● PROBLEM DETAILS: Please give again, exactly and only, the stretch of lines from the one containing "rather than owning" to the end of the entries below.

● SOURCE RECORDS:
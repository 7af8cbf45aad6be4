//! Object Explorer Tree
//!
//! Each connection's materialized subtree lives in a [`TreeArena`]: nodes are
//! addressed by [`NodeId`], parent and child links are ids rather than owning
//! pointers, and a path index gives O(1) lookup by node path.

pub mod arena;
pub mod node;
pub mod path;

pub use arena::TreeArena;
pub use node::{NodeId, TreeNode};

● ANSWER SPACE:
//! addressed by [`NodeId`], parent and child links are ids rather than owning
//! pointers, and a path index gives O(1) lookup by node path.

pub mod arena;
pub mod node;
pub mod path;

pub use arena::TreeArena;
pub use node::{NodeId, TreeNode};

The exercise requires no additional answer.